Évitez les sprays anti-insectes et les brumisateurs. Utilisez plutôt des postes d'appâtage fermés (gels nourrissants) que vous placez dans des endroits inaccessibles aux chiens et aux chats, ou engagez un exterminateur professionnel.
Conclusion
La question « Les cafards sont-ils dangereux pour les chiens et les chats ? on ne peut pas répondre par un simple oui ou par non. Manger une seule blatte ne constitue généralement pas une urgence médicale aiguë pour un animal en bonne santé, car l’acide gastrique empêche que quelque chose de pire ne se produise. Néanmoins, ces parasites sont des bombes à retardement : en tant que vecteurs mécaniques des œufs de vers et des bactéries pathogènes (comme la salmonelle), ils représentent un risque latent pour la santé. A cela s'ajoutent les dangers posés par les réactions allergiques aux excréments de blattes et les risques d'intoxication secondaire dus à une mauvaise utilisation des insecticides (notamment les pyréthrinoïdes chez le chat).

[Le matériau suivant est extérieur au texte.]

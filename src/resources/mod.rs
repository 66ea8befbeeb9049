//! Resource Catalog
//!
//! The fleet resource kinds and their field schemas. Each schema is built
//! on first use and shared read-only for the life of the process.

mod schemas;

use serde::Serialize;
use std::fmt;
use std::str::FromStr;
use std::sync::OnceLock;

use crate::model::FieldSchema;

/// A kind of fleet resource
#[derive(Debug, Clone, Copy, PartialEq, Eq, Hash, PartialOrd, Ord, Serialize)]
#[serde(rename_all = "snake_case")]
pub enum ResourceKind {
    Devices,
    Streams,
    StreamHistory,
    StreamRollups,
    DeviceLogs,
    Events,
    Alerts,
    Monitors,
    MonitorHistory,
    Automations,
    AutomationRuns,
    AutomationSchedules,
    Jobs,
    Firmware,
    FirmwareUpdates,
    Groups,
    Users,
    Templates,
    HealthConfigs,
    FileSets,
    Files,
}

impl ResourceKind {
    /// Every resource kind
    pub const ALL: [ResourceKind; 21] = [
        ResourceKind::Devices,
        ResourceKind::Streams,
        ResourceKind::StreamHistory,
        ResourceKind::StreamRollups,
        ResourceKind::DeviceLogs,
        ResourceKind::Events,
        ResourceKind::Alerts,
        ResourceKind::Monitors,
        ResourceKind::MonitorHistory,
        ResourceKind::Automations,
        ResourceKind::AutomationRuns,
        ResourceKind::AutomationSchedules,
        ResourceKind::Jobs,
        ResourceKind::Firmware,
        ResourceKind::FirmwareUpdates,
        ResourceKind::Groups,
        ResourceKind::Users,
        ResourceKind::Templates,
        ResourceKind::HealthConfigs,
        ResourceKind::FileSets,
        ResourceKind::Files,
    ];

    /// Stable snake_case name (fixture keys, HTTP paths)
    pub fn as_str(&self) -> &'static str {
        match self {
            ResourceKind::Devices => "devices",
            ResourceKind::Streams => "streams",
            ResourceKind::StreamHistory => "stream_history",
            ResourceKind::StreamRollups => "stream_rollups",
            ResourceKind::DeviceLogs => "device_logs",
            ResourceKind::Events => "events",
            ResourceKind::Alerts => "alerts",
            ResourceKind::Monitors => "monitors",
            ResourceKind::MonitorHistory => "monitor_history",
            ResourceKind::Automations => "automations",
            ResourceKind::AutomationRuns => "automation_runs",
            ResourceKind::AutomationSchedules => "automation_schedules",
            ResourceKind::Jobs => "jobs",
            ResourceKind::Firmware => "firmware",
            ResourceKind::FirmwareUpdates => "firmware_updates",
            ResourceKind::Groups => "groups",
            ResourceKind::Users => "users",
            ResourceKind::Templates => "templates",
            ResourceKind::HealthConfigs => "health_configs",
            ResourceKind::FileSets => "file_sets",
            ResourceKind::Files => "files",
        }
    }

    /// Field schema, built once per process
    pub fn schema(&self) -> &'static FieldSchema {
        static SCHEMAS: OnceLock<Vec<FieldSchema>> = OnceLock::new();
        let schemas = SCHEMAS.get_or_init(|| ResourceKind::ALL.iter().map(|k| schemas::build(*k)).collect());
        // ALL is declared in variant order, so the discriminant indexes it
        &schemas[*self as usize]
    }

    /// Field that ties a scoped record to its parent
    pub fn scope_field(&self) -> Option<&'static str> {
        match self {
            ResourceKind::StreamHistory => Some("stream_id"),
            ResourceKind::DeviceLogs => Some("device_id"),
            ResourceKind::MonitorHistory => Some("monitor_id"),
            ResourceKind::AutomationRuns => Some("automation_id"),
            ResourceKind::Files => Some("fileset"),
            _ => None,
        }
    }

    /// Parent resource of a scoped kind
    pub fn parent(&self) -> Option<ResourceKind> {
        match self {
            ResourceKind::StreamHistory | ResourceKind::StreamRollups => Some(ResourceKind::Streams),
            ResourceKind::DeviceLogs => Some(ResourceKind::Devices),
            ResourceKind::MonitorHistory => Some(ResourceKind::Monitors),
            ResourceKind::AutomationRuns => Some(ResourceKind::Automations),
            ResourceKind::Files => Some(ResourceKind::FileSets),
            _ => None,
        }
    }

    /// Field holding the record time for time-windowed kinds
    pub fn time_field(&self) -> Option<&'static str> {
        match self {
            ResourceKind::StreamHistory | ResourceKind::StreamRollups => Some("timestamp"),
            ResourceKind::DeviceLogs | ResourceKind::Events => Some("timestamp"),
            ResourceKind::MonitorHistory => Some("timestamp"),
            _ => None,
        }
    }
}

impl fmt::Display for ResourceKind {
    fn fmt(&self, f: &mut fmt::Formatter<'_>) -> fmt::Result {
        f.write_str(self.as_str())
    }
}

impl FromStr for ResourceKind {
    type Err = String;

    fn from_str(s: &str) -> Result<Self, Self::Err> {
        let s = s.trim().to_lowercase();
        let name = match s.as_str() {
            "device" => "devices",
            "stream" => "streams",
            "alert" => "alerts",
            "monitor" => "monitors",
            "automation" => "automations",
            "job" => "jobs",
            "group" => "groups",
            "user" => "users",
            "template" => "templates",
            other => other,
        };
        ResourceKind::ALL
            .iter()
            .find(|k| k.as_str() == name)
            .copied()
            .ok_or_else(|| format!("Unknown resource '{}'", s))
    }
}
//! Operation arguments
//!
//! A flat map of argument names to JSON scalars. Names an operation does
//! not read are ignored.

use serde_json::{Map, Value as Json};

use crate::ops::error::{OperationError, OperationResult};

/// Named arguments for one call
#[derive(Debug, Clone, Default, PartialEq)]
pub struct Arguments {
    values: Map<String, Json>,
}

impl Arguments {
    /// Empty argument set
    pub fn new() -> Self {
        Self::default()
    }

    /// Build from a JSON object; `null` is treated as no arguments
    pub fn from_json(json: Json) -> OperationResult<Self> {
        match json {
            Json::Object(values) => Ok(Self { values }),
            Json::Null => Ok(Self::new()),
            other => Err(OperationError::invalid_argument(
                "arguments",
                format!("expected an object, got {}", other),
            )),
        }
    }

    /// Builder method: set an argument
    pub fn with(mut self, name: impl Into<String>, value: impl Into<Json>) -> Self {
        self.values.insert(name.into(), value.into());
        self
    }

    /// Raw JSON value
    pub fn raw(&self, name: &str) -> Option<&Json> {
        self.values.get(name)
    }

    /// Argument names present
    pub fn names(&self) -> impl Iterator<Item = &str> {
        self.values.keys().map(String::as_str)
    }

    /// Optional text argument; scalars are rendered as text
    pub fn text(&self, name: &str) -> OperationResult<Option<String>> {
        match self.values.get(name) {
            None | Some(Json::Null) => Ok(None),
            Some(Json::String(s)) => Ok(Some(s.clone())),
            Some(Json::Number(n)) => Ok(Some(n.to_string())),
            Some(Json::Bool(b)) => Ok(Some(b.to_string())),
            Some(_) => Err(OperationError::invalid_argument(name, "expected a scalar value")),
        }
    }

    /// Text argument that must be present and non-blank
    pub fn required_text(&self, name: &str) -> OperationResult<String> {
        self.text(name)?
            .filter(|s| !s.trim().is_empty())
            .ok_or_else(|| OperationError::invalid_argument(name, "is required"))
    }

    /// Optional integer argument; numeric strings are accepted
    pub fn integer(&self, name: &str) -> OperationResult<Option<i64>> {
        let invalid = || OperationError::invalid_argument(name, "expected an integer");
        match self.values.get(name) {
            None | Some(Json::Null) => Ok(None),
            Some(Json::Number(n)) => match n.as_i64() {
                Some(i) => Ok(Some(i)),
                None => n
                    .as_f64()
                    .filter(|f| f.fract() == 0.0 && f.is_finite())
                    .map(|f| Some(f as i64))
                    .ok_or_else(invalid),
            },
            Some(Json::String(s)) if s.trim().is_empty() => Ok(None),
            Some(Json::String(s)) => s.trim().parse().map(Some).map_err(|_| invalid()),
            Some(_) => Err(invalid()),
        }
    }
}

Si vous constatez une infestation de vraies blattes dans votre maison, un contrôle professionnel et surtout respectueux des animaux est essentiel. Protégez vos amis à quatre pattes en évitant les pulvérisations, en renforçant l'hygiène autour des zones d'alimentation et, en cas de doute, en consultant le vétérinaire pour un vermifugation imprévue.
Liste des sources
- Profil d'espèce de cafards (Blattodea) – Texte technique SEO (généré par l'IA).
- Heusinger, G. (2003). Liste rouge des perce-oreilles (Dermaptera) et des blattes (Blattodea) menacés en Bavière. BayLfU.
- Ebrahimi, S., et al. (2024). Une revue du mécanisme de différentes résistances aux insecticides chez la blatte germanique (Blattella Germanica) dans le monde entier. Biomed J Sci & Tech Res.
- INSECT RESPECT®. Faits intéressants sur l'insecte : la blatte germanique (Blattella germanica).
- Office d'État de Basse-Saxe pour la protection des consommateurs et la sécurité alimentaire (LAVES). Fiche d'information : Informations générales sur les blattes.
- Office national de la santé du Bade-Wurtemberg (2019). Informations sur les cafards. Conseil régional de Stuttgart.
- Fardisi, M., et al. (2019). Réponses évolutives rapides aux interventions de gestion de la résistance aux insecticides par la blatte germanique (Blattella germanica L.). Rapports scientifiques.
- Werner, DJ (2005). Biologie, écologie et répartition de la punaise des balles Coptosoma scutellatum en Allemagne. L'entomologie aujourd'hui.
- Pospischil, R. (2010). Cafards (Dictyoptera, Blattodea) – Leur importance en tant que porteurs d’agents pathogènes et cause d’allergies. Denisia 30, 171-190.
- Ville de Münster, Office des espaces verts, de l'environnement et du développement durable. Invités indésirables : blattes germaniques.